Exports of U.S. gas into Canada are on track to top 1 Tcf this year, having increased six-fold from 158 Bcf in 2001, at the same time Canadian pipeline deliveries into the United States continue to slide.

U.S. natural gas exporters are within reach of setting their sixth consecutive annual record this year or at least matching the peak hit in 2011, according to trade accounts kept by the U.S. Department of Energy (DOE).

Pipeline deliveries north to Canada will top 1 Tcf in 2012 if U.S. suppliers continue the first quarter performance reported by the DOE’s Office of Natural Gas Regulatory Activities. Jan. 1 to March 31 shipments of U.S. gas production to Canada were 264 Bcf. The Canadian sales were two-thirds of total U.S. first quarter 2012 exports of 402 Bcf, which also included 128 Bcf of deliveries to Mexico and 21 Bcf of liquefied natural gas (LNG) shipments.

Despite persistent economic weakness in major energy-consumer regions and a mild heating season, U.S. gas exports slipped by only a marginal 1% from first quarter 2011 sales of 407 Bcf, including 267 Bcf into Canada. Northbound U.S. pipeline deliveries across the border totalled 937 Bcf last year. The 2011 Canadian sales set a sizzling growth rate of 26% over the 2010 total of 742 Bcf and established a fifth straight annual record for U.S. exports.

The growth streak began in 2007, when U.S. deliveries into Canada grew by 41% to 482 Bcf. The traffic continued to increase by 22% to 590 Bcf in 2008 and by 19% to 700 Bcf in 2009.

At the same time annual Canadian pipeline deliveries south into the U.S. have dropped by 16% to 3.2 Tcf since they peaked at 3.8 Tcf in 2007. The Canadian gas export contraction over the past five years reversed a growth streak that lasted nearly 20 years after the mid-1980s onset of gas deregulation and energy free trade created an open, continental market.

From the perspective of the Alberta-based Canadian supply side of the market, the contraction continues. In first quarter 2012 Canadian pipeline deliveries into the U.S. fell by 13% to 785 Bcf compared to 905 Bcf during the same period of 2011.

Sharp drops in prices hit both sides of the Canada-U.S. gas trade. Canadian gas flowing into the U.S. fetched an average of C$2.72/MMBtu (U.S. dollar at par) at the border during the first quarter of this year, down 37% from C$4.29/MMBtu in the same period of 2011. U.S. gas headed north into Canada crossed the border for US$2.94/MMBtu, down 36% from US$4.55/MMBtu in first-quarter 2011.

Industry analysts north of the border attribute the turnabout in gas trade flows to natural depletion of aging Alberta wells, rising Canadian industrial consumption led by Alberta thermal oilsands extraction projects, and growing new U.S. shale production.

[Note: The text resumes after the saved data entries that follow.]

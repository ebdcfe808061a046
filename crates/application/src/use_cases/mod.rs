//! Application use cases (business logic orchestration).

mod session;

pub use session::*;
//! HTTP client port

use async_trait::async_trait;
use pintalk_domain::{RequestSpec, ResponseSpec};
use thiserror::Error;

use crate::ClientResult;

/// Failures where no HTTP response was obtained.
#[derive(Debug, Clone, PartialEq, Eq, Error)]
pub enum TransportError {
    /// The request timed out.
    #[error("request timed out after {timeout_ms}ms")]
    Timeout {
        /// Configured timeout.
        timeout_ms: u64,
    },

    /// The connection was refused.
    #[error("connection refused by {host}")]
    ConnectionRefused {
        /// Target host.
        host: String,
    },

    /// Any other connection failure.
    #[error("connection failed: {0}")]
    ConnectionFailed(String),

    /// The request URL could not be built.
    #[error("invalid URL: {0}")]
    InvalidUrl(String),

    /// A header could not be encoded.
    #[error("invalid header: {0}")]
    InvalidHeader(String),

    /// The response body could not be read.
    #[error("failed to read body: {0}")]
    Body(String),

    /// Anything else reported by the HTTP library.
    #[error("{0}")]
    Other(String),
}

/// Port for executing HTTP requests.
///
/// Implementations return `Ok` for every HTTP status they receive,
/// including 4xx and 5xx. `Err` means no usable response was produced.
///
/// Two implementations exist side by side: a bare client that talks to the
/// network directly, and the authenticated client that runs the middleware
/// pipeline on top of a bare client.
#[async_trait]
pub trait HttpClient: Send + Sync {
    /// Executes an HTTP request and returns the response.
    ///
    /// # Errors
    ///
    /// Returns an error if no response could be obtained, or if the
    /// implementation's middleware aborted the call.
    async fn execute(&self, request: RequestSpec) -> ClientResult<ResponseSpec>;
}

The consensus in the industry capital of Calgary is that the trend toward a more balanced Canada-U.S. gas trade pattern will continue, with Alberta continuing to fade as a supplier while Ontario and Quebec increasingly rely on imports of U.S. production. The U.S. trade records show that the majority of U.S. exports cross the border via pipeline connections beneath the St. Clair River between Michigan and Ontario. An additional link is developing farther east as TransCanada Corp.’s Mainline carries out a newly-approved project to reverse flows on links with the U.S. pipeline grid in the Niagara Falls region.

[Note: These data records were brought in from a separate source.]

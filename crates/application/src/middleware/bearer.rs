//! Bearer token decoration.

use std::sync::Arc;

use async_trait::async_trait;
use pintalk_domain::RequestSpec;
use tracing::debug;

use super::RequestMiddleware;
use crate::ClientResult;
use crate::ports::TokenStore;

/// Sets `Authorization: Bearer <token>` from the token store.
///
/// Leaves the request untouched when no token is stored.
pub struct BearerAuth {
    store: Arc<dyn TokenStore>,
}

impl BearerAuth {
    /// Creates the middleware reading tokens from `store`.
    #[must_use]
    pub const fn new(store: Arc<dyn TokenStore>) -> Self {
        Self { store }
    }
}

#[async_trait]
impl RequestMiddleware for BearerAuth {
    async fn on_request(&self, mut request: RequestSpec) -> ClientResult<RequestSpec> {
        if let Some(token) = self.store.access_token().await? {
            debug!(request_id = %request.id, token = %token.preview(), "attaching bearer token");
            request.set_bearer(&token);
        }
        Ok(request)
    }
}

#[cfg(test)]
#[allow(clippy::unwrap_used)]
mod tests {
    use super::*;
    use crate::MemoryTokenStore;
    use pretty_assertions::assert_eq;

    #[tokio::test]
    async fn test_no_token_no_header() {
        let middleware = BearerAuth::new(Arc::new(MemoryTokenStore::new()));
        let request = middleware
            .on_request(RequestSpec::get("users/"))
            .await
            .unwrap();
        assert_eq!(request.authorization(), None);
    }

    #[tokio::test]
    async fn test_stored_token_overrides_header() {
        let middleware = BearerAuth::new(Arc::new(MemoryTokenStore::with_access_token("tok")));
        let request = middleware
            .on_request(RequestSpec::get("users/").with_header("Authorization", "Bearer stale"))
            .await
            .unwrap();
        assert_eq!(request.authorization(), Some("Bearer tok"));
    }
}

The new wrinkle expected to emerge in the international gas trade is Canadian LNG exports to Asia, with new pipelines and tanker terminals on the Pacific Coast tapping shale supplies developing in northern British Columbia, Alberta and potentially the southern Northwest Territories.

Canada’s National Energy Board (NEB) observes that the new pattern, of abundant supply and trade flowing both ways, is smoothing former summer market spikes, when prices were driven sky-high by air conditioning demand for electricity from gas-fired power stations. In its current forecast for gas markets during July through September, the NEB expects monthly average Alberta prices to rise only moderately to an average of C$2.09/MMBtu from spring lows that bottomed out at a hardship level of C$1.86/MMBtu.

Gas storage sites and markets remain glutted on both sides of the Canada-U.S. border despite sharp reductions in drilling in both countries as a result of soft prices, the NEB said. “Altogether, it is expected that total U.S. Lower 48 and Canadian production will remain steady over the next few months despite the decline in drilling,” NEB said.

“One factor encouraging production is the price of oil, which is currently much higher than natural gas prices on an energy-equivalent basis,” the board said. “In some instances, companies drilling for oil and other liquids produce significant volumes of associated natural gas that is not influenced by the level of natural gas prices.”